TexasEscapes.com HOME Welcome to Texas Escapes
A magazine written by Texas
Custom Search
New   |   Texas Towns   |   Ghost Towns   |   Counties   |   Trips   |   Features   |   Columns   |   Architecture   |   Images   |   Archives   |   Site Map

Columns
History/Opinion


Books by
Clay Coppedge
Texas | Columns | "Letters from Central Texas"

Roy Bean's
Bad News Bear

by Clay Coppedge
One of the ways Judge Roy Bean made people respect his authority as the Law West of the Pecos in the late 1800s, was to occasionally let them answer to a beer-guzzling bear named Bruno for their crimes. Some say Bruno's name was Sarsaparilla but the bear never expressed a preference so we're going to call him Bruno because we think it's a more appropriate name for a bear.

Bruno served as a tourist attraction at the Jersey Lilly, Bean's saloon and courthouse in Langtry, Texas.

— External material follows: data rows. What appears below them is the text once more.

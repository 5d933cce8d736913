use std::fs;
use std::path::PathBuf;

use serde::Serialize;

use crate::core::record::{DocumentRecord, TabularRecord};
use crate::export::{ExportError, Exporter};

#[derive(Debug, Clone)]
pub struct JsonExporter {
    out_path: PathBuf,
}

impl JsonExporter {
    pub fn new(out_path: PathBuf) -> Self {
        Self { out_path }
    }
}

impl Exporter for JsonExporter {
    fn export<F>(&self, records: &[DocumentRecord<F>]) -> Result<(), ExportError>
    where
        F: TabularRecord + Serialize,
    {
        let write_err = |source: std::io::Error| ExportError::Write {
            path: self.out_path.display().to_string(),
            source,
        };

        let data = serde_json::to_string_pretty(records)
            .map_err(|e| write_err(std::io::Error::new(std::io::ErrorKind::Other, e)))?;

        if let Some(parent) = self.out_path.parent() {
            if !parent.as_os_str().is_empty() {
                fs::create_dir_all(parent).map_err(write_err)?;
            }
        }
        fs::write(&self.out_path, data).map_err(write_err)?;
        Ok(())
    }
}
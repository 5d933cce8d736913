use once_cell::sync::Lazy;
use regex::Regex;

use crate::core::record::ResolutionFields;
use crate::extract::{capitalize_words, FieldRule};

// OCR output is noisy around the header, so the code pattern tolerates
// hyphen/space variation between its fixed tokens.
static CASE_NUMBER_RE: Lazy<Regex> = Lazy::new(|| {
    Regex::new(r"(?i)TRANS[-\s]?SEGEN[-\s]?UPCH[-\s]?\d{4}[-\s]?CU[-\s]?\d{4}").unwrap()
});

static CONSIDERANDO_NAME_RE: Lazy<Regex> = Lazy::new(|| {
    Regex::new(r"(?is)CONSIDERANDO:.*?Que,?\s+([A-ZÁÉÍÓÚÑ\s]+(?:,\s*[A-ZÁÉÍÓÚÑ\s]+)?)").unwrap()
});

static NAME_CUTOFF_RE: Lazy<Regex> =
    Lazy::new(|| Regex::new(r"(?i),?\s+es\s+estudiante|,?\s+de\s+acuerdo").unwrap());

/// Ordered rule table for the Trans-Segen resolution template.
pub const RULES: &[FieldRule] = &[
    FieldRule::new("case_number", case_number),
    FieldRule::new("full_name", full_name),
];

pub fn extract(text: &str) -> ResolutionFields {
    ResolutionFields {
        full_name: full_name(text).unwrap_or_default(),
        case_number: case_number(text).unwrap_or_default(),
    }
}

/// First header code match, normalized by collapsing every whitespace run
/// to a single hyphen: `TRANS SEGEN UPCH 2025 CU 0042` becomes
/// `TRANS-SEGEN-UPCH-2025-CU-0042`.
pub fn case_number(text: &str) -> Option<String> {
    CASE_NUMBER_RE.find(text).map(|m| {
        m.as_str()
            .split_whitespace()
            .collect::<Vec<_>>()
            .join("-")
    })
}

/// The name follows the first `Que` of the CONSIDERANDO section as an
/// uppercase span, which the scan truncates at the boilerplate that follows
/// it (`es estudiante` / `de acuerdo`, whichever comes first) and re-cases
/// word by word.
pub fn full_name(text: &str) -> Option<String> {
    let caps = CONSIDERANDO_NAME_RE.captures(text)?;
    let raw = caps[1].trim();
    let clean = NAME_CUTOFF_RE.split(raw).next().unwrap_or("").trim();
    if clean.is_empty() {
        return None;
    }
    Some(capitalize_words(clean))
}
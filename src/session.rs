use std::path::{Path, PathBuf};

use crate::core::record::DocumentRecord;
use crate::template::DocumentTemplate;

/// Mutable state of one extraction session: the loaded documents and the
/// last result set. One session per template; sessions do not share state.
pub struct Session<T: DocumentTemplate> {
    template: T,
    files: Vec<PathBuf>,
    records: Vec<DocumentRecord<T::Fields>>,
}

impl<T: DocumentTemplate> Session<T> {
    pub fn new(template: T) -> Self {
        Self {
            template,
            files: Vec::new(),
            records: Vec::new(),
        }
    }

    pub fn template(&self) -> &T {
        &self.template
    }

    /// Appends documents in the given order, skipping paths already loaded.
    /// Returns the total number of loaded documents.
    pub fn add_files<I>(&mut self, paths: I) -> usize
    where
        I: IntoIterator<Item = PathBuf>,
    {
        for path in paths {
            if !self.files.contains(&path) {
                self.files.push(path);
            }
        }
        self.files.len()
    }

    pub fn files(&self) -> &[PathBuf] {
        &self.files
    }

    pub fn file_names(&self) -> Vec<String> {
        self.files
            .iter()
            .map(|p| {
                p.file_name()
                    .map(|n| n.to_string_lossy().into_owned())
                    .unwrap_or_else(|| p.display().to_string())
            })
            .collect()
    }

    pub fn first_file(&self) -> Option<&Path> {
        self.files.first().map(PathBuf::as_path)
    }

    pub fn has_files(&self) -> bool {
        !self.files.is_empty()
    }

    pub fn has_records(&self) -> bool {
        !self.records.is_empty()
    }

    pub fn records(&self) -> &[DocumentRecord<T::Fields>] {
        &self.records
    }

    pub(crate) fn replace_records(&mut self, records: Vec<DocumentRecord<T::Fields>>) {
        self.records = records;
    }

    /// Drops loaded documents and the result set together.
    pub fn clear(&mut self) {
        self.files.clear();
        self.records.clear();
    }
}

#[cfg(test)]
mod tests {
    use super::*;
    use crate::template::SocialTemplate;
    use pretty_assertions::assert_eq;

    fn session() -> Session<SocialTemplate> {
        Session::new(SocialTemplate::new())
    }

    #[test]
    fn add_files_keeps_order_and_dedups_on_insert() {
        let mut s = session();
        let total = s.add_files([
            PathBuf::from("a.pdf"),
            PathBuf::from("b.pdf"),
            PathBuf::from("a.pdf"),
        ]);
        assert_eq!(total, 2);
        assert_eq!(s.file_names(), vec!["a.pdf", "b.pdf"]);

        let total = s.add_files([PathBuf::from("b.pdf"), PathBuf::from("c.pdf")]);
        assert_eq!(total, 3);
        assert_eq!(s.first_file(), Some(Path::new("a.pdf")));
    }

    #[test]
    fn clear_resets_files_and_records_together() {
        let mut s = session();
        s.add_files([PathBuf::from("a.pdf")]);
        s.replace_records(vec![DocumentRecord::failed("a.pdf", "unreadable")]);
        assert!(s.has_files() && s.has_records());

        s.clear();
        assert!(!s.has_files());
        assert!(!s.has_records());
    }
}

The saloon was named to recognize the alleged judge's deep infatuation with actress Lillie Langtry, who was nicknamed the Jersey Lilly. Langtry, the town, was not named for the actress, as we might assume, but for George Langtry, a railroad employee who helped bring the railroad to town.

Bean did a brisk business at the Jersey Lilly, mainly because his was the only saloon within a hundred miles. Thirsty train passengers who stopped in Langtry made tracks for the saloon's liquid libation and would soon meet the acquaintance of Bean-and Bruno. Bean would toss Bruno a beer and Bruno would catch it with his huge mitts, uncork it with his teeth, and down the whole thing in a single swallow.

Passengers, enthralled and perhaps jealous of the bear's carrying capacity, bought Bruno beer after beer. Judge Roy Bean kept the money and Bruno kept the beer, at least for a while. We assume Bruno peed a lot, and not necessarily outdoors, because Bean kept Bruno on a long chain that allowed the bear to mosey around, looking for beer to drink and a place to pee.

The Judge knew exactly how long the chain was, and he sometimes tied passed-out drunken miscreants just beyond Bruno's reach. The drunks awoke from their binges to see Bruno standing on his hind legs, teeth bared and claws slashing inches from their no doubt terrified faces. Bruno was the most effective bouncer the Old West ever saw.

One hot July day a drummer (traveling salesman) named Sam Betters alighted from the train in Langtry and headed straight to the Jersey Lilly where the Judge charged the outrageous price of one dollar for a beer. Betters paid with a twenty dollar gold piece. While waiting for his change, he took a sip of his the beer, gagged and almost spit it out. "Good God, don't you keep your beer on ice?" he complained to the judge.

"Ice in July? Ha! That's a good 'un, tenderfoot. Haw!"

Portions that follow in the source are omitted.